***** Extracted data *****

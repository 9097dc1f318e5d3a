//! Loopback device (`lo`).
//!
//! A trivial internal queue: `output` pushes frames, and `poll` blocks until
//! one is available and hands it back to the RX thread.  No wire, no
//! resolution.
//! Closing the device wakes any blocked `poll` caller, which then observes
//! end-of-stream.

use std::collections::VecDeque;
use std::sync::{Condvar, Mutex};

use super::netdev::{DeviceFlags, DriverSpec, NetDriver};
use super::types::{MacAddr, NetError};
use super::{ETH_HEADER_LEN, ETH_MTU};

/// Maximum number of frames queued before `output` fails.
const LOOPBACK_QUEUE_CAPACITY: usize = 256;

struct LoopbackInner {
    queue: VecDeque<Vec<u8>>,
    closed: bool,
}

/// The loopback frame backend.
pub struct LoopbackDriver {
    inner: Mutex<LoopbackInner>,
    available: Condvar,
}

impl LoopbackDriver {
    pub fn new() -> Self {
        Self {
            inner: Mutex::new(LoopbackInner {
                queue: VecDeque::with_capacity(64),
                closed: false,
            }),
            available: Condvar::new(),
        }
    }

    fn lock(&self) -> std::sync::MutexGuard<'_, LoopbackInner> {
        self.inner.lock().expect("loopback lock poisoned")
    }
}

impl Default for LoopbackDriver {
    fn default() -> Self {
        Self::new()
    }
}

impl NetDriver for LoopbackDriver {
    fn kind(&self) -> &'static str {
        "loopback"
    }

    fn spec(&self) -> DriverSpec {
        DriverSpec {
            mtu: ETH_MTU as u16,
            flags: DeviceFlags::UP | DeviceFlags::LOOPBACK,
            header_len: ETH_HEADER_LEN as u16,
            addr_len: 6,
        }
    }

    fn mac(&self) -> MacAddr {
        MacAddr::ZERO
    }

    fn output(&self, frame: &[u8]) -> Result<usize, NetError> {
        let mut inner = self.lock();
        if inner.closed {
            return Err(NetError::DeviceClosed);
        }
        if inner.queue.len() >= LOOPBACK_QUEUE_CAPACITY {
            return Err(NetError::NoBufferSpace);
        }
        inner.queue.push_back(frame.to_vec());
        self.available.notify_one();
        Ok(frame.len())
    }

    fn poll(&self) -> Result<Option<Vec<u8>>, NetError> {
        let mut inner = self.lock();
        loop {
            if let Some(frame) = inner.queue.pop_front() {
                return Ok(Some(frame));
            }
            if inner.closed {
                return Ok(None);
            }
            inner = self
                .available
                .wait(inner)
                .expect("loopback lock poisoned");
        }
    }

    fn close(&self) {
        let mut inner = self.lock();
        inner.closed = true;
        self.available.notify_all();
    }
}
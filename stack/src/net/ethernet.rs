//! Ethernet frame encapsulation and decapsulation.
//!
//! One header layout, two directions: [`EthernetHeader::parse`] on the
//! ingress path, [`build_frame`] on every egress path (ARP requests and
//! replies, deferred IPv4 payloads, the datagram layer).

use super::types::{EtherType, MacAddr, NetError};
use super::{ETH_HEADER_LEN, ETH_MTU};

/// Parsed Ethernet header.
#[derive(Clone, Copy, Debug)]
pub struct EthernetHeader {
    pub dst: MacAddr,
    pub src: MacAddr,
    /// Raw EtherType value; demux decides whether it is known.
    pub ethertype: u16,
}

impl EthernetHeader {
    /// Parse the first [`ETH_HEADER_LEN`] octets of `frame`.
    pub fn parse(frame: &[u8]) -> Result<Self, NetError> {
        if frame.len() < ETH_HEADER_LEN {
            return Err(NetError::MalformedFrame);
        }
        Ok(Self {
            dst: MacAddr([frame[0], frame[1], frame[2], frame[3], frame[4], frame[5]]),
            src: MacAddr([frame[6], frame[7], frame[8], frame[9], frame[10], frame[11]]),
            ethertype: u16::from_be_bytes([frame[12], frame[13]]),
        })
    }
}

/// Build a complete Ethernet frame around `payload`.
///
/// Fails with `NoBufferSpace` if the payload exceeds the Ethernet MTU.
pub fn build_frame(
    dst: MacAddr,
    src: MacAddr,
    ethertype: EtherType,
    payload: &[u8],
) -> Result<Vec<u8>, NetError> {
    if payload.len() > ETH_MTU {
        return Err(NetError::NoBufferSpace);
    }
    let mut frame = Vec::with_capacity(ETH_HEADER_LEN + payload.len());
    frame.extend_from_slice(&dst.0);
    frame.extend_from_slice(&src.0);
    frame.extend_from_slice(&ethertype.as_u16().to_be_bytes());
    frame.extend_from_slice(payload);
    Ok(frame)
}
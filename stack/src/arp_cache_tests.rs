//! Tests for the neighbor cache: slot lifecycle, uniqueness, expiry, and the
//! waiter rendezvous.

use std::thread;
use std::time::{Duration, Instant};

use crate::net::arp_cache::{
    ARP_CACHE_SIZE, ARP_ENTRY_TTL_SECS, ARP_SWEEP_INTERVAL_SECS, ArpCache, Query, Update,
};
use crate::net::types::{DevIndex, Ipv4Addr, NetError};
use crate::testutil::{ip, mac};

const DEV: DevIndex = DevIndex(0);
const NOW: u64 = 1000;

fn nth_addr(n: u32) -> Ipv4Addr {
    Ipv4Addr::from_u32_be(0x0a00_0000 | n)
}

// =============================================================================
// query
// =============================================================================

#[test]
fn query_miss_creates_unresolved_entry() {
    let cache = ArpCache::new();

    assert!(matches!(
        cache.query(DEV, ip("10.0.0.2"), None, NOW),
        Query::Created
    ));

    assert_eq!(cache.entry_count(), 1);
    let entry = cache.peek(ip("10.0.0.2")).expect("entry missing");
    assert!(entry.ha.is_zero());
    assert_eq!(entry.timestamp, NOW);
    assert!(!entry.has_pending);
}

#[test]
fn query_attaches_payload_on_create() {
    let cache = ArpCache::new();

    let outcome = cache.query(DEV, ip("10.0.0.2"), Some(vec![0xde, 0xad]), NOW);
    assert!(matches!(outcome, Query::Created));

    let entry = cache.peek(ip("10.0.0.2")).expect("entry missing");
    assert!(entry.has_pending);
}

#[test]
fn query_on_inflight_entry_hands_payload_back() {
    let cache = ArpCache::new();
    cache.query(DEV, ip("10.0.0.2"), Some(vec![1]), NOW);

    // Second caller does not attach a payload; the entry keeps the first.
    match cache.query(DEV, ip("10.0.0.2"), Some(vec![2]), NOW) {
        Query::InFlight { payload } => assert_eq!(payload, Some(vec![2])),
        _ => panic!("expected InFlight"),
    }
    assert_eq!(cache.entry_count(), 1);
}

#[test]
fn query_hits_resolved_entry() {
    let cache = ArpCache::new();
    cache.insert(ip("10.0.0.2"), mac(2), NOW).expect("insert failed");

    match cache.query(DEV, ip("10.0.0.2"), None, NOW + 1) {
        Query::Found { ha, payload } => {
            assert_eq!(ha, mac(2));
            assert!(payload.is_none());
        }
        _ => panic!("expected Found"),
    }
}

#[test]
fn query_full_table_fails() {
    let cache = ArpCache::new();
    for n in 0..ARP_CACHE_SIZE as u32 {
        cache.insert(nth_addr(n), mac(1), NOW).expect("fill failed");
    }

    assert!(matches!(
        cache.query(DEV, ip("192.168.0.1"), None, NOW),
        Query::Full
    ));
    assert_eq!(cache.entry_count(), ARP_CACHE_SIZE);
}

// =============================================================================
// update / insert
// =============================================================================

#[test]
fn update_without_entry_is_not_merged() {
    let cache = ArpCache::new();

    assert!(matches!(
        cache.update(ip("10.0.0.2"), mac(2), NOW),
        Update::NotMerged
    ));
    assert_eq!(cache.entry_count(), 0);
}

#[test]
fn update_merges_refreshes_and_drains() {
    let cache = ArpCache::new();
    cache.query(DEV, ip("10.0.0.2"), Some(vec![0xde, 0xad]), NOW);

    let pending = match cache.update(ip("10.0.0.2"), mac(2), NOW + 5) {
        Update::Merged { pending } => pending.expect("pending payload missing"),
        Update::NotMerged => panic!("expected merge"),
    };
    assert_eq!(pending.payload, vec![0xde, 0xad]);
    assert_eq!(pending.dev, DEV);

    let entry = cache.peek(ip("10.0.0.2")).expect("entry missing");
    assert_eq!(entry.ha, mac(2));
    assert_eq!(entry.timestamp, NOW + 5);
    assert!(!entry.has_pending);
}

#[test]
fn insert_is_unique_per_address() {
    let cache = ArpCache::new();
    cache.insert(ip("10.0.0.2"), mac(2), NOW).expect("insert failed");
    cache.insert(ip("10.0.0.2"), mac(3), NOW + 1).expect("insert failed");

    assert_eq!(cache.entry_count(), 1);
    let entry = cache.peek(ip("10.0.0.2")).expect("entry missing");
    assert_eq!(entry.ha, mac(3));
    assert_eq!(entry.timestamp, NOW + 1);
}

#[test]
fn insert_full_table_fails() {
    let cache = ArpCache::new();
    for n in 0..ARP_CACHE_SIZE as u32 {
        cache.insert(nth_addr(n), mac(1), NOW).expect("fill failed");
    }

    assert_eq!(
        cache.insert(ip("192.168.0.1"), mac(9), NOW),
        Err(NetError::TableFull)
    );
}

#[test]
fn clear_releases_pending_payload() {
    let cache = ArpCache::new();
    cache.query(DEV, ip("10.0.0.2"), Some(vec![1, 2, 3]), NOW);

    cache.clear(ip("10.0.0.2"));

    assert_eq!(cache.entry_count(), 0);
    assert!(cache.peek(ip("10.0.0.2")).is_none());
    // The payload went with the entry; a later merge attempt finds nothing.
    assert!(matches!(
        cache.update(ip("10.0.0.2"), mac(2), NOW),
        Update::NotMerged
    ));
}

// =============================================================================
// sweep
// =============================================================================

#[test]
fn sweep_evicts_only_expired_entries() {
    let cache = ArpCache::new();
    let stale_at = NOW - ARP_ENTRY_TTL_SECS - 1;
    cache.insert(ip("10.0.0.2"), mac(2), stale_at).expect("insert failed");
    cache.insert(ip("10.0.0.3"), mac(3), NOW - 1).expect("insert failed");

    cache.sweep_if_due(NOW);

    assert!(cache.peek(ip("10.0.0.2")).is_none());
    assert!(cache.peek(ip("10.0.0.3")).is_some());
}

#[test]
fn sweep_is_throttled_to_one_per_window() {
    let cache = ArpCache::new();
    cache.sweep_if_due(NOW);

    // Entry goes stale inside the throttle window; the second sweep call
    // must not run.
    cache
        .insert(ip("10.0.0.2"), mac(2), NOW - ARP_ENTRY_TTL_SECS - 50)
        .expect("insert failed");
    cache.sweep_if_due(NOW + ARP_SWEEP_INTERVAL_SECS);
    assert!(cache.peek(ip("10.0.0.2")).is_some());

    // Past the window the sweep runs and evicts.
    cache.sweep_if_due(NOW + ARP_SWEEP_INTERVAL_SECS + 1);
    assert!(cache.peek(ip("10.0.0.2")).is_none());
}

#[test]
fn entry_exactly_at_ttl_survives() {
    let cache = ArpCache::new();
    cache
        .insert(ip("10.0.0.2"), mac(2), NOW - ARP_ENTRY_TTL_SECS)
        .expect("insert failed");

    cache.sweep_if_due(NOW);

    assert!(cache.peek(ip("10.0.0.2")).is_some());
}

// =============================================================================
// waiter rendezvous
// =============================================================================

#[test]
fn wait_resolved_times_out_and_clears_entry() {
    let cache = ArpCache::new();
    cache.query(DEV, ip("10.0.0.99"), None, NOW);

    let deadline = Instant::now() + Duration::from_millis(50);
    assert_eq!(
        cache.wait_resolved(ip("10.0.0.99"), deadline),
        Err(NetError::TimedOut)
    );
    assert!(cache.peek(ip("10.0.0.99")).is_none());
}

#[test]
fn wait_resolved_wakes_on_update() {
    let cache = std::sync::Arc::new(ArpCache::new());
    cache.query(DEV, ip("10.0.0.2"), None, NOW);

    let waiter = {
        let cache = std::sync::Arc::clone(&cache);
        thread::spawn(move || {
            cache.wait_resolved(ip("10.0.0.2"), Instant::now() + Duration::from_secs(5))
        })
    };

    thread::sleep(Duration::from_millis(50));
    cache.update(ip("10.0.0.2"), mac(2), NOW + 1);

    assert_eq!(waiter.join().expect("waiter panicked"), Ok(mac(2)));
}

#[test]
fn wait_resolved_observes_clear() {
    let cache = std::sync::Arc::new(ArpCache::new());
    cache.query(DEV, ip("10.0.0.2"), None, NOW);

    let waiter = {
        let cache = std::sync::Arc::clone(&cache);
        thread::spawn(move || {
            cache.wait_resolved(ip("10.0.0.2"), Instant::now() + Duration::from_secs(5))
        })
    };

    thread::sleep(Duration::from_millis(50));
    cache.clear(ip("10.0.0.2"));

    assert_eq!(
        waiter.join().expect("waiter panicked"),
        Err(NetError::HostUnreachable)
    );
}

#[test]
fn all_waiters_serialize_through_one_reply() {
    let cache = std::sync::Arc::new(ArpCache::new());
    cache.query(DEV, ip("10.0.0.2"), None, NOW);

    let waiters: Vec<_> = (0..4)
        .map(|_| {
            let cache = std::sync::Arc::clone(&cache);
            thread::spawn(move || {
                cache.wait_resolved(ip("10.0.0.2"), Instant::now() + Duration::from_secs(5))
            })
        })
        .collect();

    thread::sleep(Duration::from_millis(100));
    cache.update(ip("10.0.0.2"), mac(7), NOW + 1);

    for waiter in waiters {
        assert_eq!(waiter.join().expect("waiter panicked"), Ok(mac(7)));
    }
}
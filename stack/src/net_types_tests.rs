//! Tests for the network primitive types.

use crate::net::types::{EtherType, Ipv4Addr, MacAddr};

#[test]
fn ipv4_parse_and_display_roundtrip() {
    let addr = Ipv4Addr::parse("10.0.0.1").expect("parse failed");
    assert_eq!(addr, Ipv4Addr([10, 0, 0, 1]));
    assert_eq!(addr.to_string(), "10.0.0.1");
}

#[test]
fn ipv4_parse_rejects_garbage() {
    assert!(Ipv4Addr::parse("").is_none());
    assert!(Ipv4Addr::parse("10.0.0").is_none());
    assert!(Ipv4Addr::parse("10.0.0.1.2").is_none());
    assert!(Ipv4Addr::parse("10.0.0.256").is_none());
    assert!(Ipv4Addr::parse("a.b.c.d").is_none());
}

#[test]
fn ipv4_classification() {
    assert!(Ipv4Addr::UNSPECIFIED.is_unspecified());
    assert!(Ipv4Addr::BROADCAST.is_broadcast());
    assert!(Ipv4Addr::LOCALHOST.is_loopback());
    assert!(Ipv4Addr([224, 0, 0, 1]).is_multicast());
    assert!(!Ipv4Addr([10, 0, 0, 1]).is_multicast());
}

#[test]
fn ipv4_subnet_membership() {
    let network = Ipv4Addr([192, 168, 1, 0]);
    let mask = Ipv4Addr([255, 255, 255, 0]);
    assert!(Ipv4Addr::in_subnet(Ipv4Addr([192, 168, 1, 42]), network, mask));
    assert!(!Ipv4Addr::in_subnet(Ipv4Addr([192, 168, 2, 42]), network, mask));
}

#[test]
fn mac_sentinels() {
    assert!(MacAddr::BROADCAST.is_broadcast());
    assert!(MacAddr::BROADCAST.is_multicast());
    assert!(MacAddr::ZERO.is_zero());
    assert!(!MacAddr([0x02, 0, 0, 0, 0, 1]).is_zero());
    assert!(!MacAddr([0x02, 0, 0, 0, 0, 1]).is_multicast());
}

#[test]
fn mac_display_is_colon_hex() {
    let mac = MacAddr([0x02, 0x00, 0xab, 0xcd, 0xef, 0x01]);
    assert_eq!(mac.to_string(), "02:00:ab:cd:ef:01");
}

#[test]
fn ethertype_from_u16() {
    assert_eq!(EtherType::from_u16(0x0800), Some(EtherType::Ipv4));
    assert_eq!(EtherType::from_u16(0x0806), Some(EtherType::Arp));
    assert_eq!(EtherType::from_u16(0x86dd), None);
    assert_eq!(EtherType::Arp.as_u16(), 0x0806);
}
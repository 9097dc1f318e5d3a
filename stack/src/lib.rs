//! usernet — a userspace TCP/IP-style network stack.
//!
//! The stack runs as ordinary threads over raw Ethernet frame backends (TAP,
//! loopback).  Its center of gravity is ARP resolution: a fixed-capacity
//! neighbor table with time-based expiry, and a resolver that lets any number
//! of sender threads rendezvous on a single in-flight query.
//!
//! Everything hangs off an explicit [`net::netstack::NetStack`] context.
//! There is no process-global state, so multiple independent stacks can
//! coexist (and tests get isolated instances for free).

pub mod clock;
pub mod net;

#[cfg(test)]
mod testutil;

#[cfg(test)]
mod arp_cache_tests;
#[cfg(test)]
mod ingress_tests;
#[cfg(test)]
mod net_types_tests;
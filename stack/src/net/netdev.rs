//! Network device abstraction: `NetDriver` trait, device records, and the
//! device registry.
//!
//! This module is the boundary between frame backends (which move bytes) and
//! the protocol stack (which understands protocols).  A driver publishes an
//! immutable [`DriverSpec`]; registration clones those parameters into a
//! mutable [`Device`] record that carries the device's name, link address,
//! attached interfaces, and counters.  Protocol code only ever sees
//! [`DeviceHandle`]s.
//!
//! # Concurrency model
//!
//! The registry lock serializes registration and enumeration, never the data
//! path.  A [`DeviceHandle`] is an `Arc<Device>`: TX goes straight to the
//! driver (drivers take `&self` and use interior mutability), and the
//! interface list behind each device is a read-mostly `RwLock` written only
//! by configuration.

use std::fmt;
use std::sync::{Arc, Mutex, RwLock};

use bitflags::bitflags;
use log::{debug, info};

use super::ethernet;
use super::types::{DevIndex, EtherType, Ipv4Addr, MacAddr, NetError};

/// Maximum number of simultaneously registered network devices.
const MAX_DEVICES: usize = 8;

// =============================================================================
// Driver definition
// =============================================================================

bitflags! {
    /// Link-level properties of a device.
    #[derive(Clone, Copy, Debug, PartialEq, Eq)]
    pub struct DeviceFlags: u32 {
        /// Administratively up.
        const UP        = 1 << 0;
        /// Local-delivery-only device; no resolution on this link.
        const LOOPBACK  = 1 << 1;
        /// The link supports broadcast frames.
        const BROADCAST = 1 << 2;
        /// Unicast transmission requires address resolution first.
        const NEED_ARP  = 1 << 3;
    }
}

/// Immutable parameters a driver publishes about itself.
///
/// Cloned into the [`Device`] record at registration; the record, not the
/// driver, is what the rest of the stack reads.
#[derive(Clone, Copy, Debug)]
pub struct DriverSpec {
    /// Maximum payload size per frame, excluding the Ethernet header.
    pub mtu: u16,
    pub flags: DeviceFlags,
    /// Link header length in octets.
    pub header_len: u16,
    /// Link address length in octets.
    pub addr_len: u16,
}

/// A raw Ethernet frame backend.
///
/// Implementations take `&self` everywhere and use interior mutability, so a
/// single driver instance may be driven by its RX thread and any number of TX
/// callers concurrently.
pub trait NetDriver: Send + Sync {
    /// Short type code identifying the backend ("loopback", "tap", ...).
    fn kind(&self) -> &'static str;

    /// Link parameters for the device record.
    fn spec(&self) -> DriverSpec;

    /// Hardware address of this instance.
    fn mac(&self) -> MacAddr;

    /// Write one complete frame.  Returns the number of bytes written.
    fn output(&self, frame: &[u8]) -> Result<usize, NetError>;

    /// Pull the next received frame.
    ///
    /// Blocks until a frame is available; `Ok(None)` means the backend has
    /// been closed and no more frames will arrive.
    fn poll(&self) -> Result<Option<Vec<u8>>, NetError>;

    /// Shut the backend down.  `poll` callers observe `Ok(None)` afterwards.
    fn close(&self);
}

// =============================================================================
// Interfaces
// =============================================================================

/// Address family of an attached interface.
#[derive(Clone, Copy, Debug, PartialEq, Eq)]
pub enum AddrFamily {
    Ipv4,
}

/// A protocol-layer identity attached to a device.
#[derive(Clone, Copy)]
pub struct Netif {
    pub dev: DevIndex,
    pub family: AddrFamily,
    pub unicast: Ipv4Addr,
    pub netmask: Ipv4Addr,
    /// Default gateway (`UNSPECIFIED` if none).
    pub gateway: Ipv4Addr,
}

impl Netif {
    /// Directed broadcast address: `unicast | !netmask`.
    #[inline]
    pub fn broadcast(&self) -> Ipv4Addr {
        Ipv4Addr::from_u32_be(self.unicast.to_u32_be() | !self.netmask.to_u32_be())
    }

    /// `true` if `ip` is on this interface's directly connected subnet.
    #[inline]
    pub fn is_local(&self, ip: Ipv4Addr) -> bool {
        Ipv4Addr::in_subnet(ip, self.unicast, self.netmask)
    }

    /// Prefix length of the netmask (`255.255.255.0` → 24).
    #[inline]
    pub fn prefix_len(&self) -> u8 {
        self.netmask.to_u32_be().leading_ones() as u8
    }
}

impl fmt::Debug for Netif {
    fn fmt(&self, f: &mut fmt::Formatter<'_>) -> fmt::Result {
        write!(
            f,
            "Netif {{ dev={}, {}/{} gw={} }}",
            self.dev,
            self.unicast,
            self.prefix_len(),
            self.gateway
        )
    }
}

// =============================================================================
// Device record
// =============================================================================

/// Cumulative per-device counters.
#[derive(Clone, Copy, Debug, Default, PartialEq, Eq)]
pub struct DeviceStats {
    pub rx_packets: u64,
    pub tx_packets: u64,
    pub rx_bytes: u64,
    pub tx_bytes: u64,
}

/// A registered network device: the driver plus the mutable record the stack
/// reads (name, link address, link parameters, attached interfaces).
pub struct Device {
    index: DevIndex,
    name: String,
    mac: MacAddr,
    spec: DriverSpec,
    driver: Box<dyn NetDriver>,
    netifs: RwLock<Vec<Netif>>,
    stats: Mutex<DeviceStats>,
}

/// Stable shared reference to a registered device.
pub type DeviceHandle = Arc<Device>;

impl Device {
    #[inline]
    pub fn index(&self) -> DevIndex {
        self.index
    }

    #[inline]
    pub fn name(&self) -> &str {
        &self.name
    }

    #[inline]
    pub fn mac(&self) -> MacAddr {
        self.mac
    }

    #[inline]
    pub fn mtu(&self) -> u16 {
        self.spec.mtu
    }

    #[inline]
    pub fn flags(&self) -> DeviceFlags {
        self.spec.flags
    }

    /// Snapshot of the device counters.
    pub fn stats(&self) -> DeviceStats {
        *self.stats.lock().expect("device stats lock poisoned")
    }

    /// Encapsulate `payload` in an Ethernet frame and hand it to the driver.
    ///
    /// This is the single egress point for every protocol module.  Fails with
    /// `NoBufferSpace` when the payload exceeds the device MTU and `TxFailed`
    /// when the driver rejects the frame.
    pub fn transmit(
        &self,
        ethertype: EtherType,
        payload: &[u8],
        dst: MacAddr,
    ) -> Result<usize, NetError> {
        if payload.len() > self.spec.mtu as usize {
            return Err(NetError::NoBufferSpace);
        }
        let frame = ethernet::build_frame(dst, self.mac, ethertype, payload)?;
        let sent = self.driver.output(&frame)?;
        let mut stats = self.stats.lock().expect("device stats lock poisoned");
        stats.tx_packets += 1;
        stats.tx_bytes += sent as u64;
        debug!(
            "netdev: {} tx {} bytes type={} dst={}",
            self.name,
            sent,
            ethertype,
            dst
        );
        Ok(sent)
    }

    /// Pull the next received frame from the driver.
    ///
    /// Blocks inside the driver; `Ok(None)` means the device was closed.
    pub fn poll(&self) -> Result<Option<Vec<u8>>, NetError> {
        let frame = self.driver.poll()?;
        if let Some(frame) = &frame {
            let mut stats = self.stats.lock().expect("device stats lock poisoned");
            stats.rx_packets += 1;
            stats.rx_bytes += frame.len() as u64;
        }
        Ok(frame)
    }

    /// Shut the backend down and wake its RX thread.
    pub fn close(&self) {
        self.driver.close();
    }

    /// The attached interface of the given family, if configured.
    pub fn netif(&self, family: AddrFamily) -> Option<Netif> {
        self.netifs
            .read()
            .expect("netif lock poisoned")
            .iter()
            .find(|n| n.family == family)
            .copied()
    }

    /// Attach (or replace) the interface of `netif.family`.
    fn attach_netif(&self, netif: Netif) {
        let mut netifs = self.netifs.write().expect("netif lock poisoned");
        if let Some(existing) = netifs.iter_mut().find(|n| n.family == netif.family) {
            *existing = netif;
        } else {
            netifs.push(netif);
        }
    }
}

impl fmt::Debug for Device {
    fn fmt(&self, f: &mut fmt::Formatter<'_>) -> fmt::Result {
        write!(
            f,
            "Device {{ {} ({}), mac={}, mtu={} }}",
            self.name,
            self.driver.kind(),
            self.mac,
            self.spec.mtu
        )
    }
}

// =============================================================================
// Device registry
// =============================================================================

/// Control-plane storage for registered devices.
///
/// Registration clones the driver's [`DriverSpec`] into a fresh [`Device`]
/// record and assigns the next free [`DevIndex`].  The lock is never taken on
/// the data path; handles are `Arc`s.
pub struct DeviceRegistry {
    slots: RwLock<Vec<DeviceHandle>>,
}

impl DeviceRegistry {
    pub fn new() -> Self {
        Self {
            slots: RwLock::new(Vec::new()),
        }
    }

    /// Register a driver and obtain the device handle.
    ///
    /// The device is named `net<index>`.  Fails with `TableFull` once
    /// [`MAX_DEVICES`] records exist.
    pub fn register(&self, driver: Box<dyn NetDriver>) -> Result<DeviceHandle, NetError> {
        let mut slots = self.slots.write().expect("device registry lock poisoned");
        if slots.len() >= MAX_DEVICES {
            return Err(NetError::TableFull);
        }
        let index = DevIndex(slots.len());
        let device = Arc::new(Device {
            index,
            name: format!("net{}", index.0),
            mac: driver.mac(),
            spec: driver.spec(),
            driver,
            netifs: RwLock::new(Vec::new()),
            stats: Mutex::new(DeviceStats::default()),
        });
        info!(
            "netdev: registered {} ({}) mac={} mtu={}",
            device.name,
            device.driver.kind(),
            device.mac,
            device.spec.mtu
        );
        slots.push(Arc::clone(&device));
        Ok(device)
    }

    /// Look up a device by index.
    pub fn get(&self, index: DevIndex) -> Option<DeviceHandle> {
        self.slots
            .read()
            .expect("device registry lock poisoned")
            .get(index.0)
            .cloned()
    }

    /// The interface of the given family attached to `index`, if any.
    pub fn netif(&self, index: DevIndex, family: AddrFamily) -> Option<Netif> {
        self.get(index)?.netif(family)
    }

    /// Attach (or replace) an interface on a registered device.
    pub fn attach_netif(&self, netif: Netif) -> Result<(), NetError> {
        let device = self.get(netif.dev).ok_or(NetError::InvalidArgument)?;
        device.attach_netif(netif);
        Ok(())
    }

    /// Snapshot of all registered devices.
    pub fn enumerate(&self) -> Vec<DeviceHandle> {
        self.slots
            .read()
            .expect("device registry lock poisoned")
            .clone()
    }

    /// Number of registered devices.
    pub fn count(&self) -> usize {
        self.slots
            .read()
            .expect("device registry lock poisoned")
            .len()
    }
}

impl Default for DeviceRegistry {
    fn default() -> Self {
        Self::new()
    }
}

*****

Exercise: Please copy exactly the lines from the first line of the records above through the line containing "header_len: ETH_HEADER_LEN as", including both, and nothing more.

Answer:
repository 9097dc1f318e5d3a
//! Loopback device (`lo`).
//!
//! A trivial internal queue: `output` pushes frames, and `poll` blocks until
//! one is available and hands it back to the RX thread.  No wire, no
//! resolution.
//! Closing the device wakes any blocked `poll` caller, which then observes
//! end-of-stream.

use std::collections::VecDeque;
use std::sync::{Condvar, Mutex};

use super::netdev::{DeviceFlags, DriverSpec, NetDriver};
use super::types::{MacAddr, NetError};
use super::{ETH_HEADER_LEN, ETH_MTU};

/// Maximum number of frames queued before `output` fails.
const LOOPBACK_QUEUE_CAPACITY: usize = 256;

struct LoopbackInner {
    queue: VecDeque<Vec<u8>>,
    closed: bool,
}

/// The loopback frame backend.
pub struct LoopbackDriver {
    inner: Mutex<LoopbackInner>,
    available: Condvar,
}

impl LoopbackDriver {
    pub fn new() -> Self {
        Self {
            inner: Mutex::new(LoopbackInner {
                queue: VecDeque::with_capacity(64),
                closed: false,
            }),
            available: Condvar::new(),
        }
    }

    fn lock(&self) -> std::sync::MutexGuard<'_, LoopbackInner> {
        self.inner.lock().expect("loopback lock poisoned")
    }
}

impl Default for LoopbackDriver {
    fn default() -> Self {
        Self::new()
    }
}

impl NetDriver for LoopbackDriver {
    fn kind(&self) -> &'static str {
        "loopback"
    }

    fn spec(&self) -> DriverSpec {
        DriverSpec {
            mtu: ETH_MTU as u16,
            flags: DeviceFlags::UP | DeviceFlags::LOOPBACK,
            header_len: ETH_HEADER_LEN as u16,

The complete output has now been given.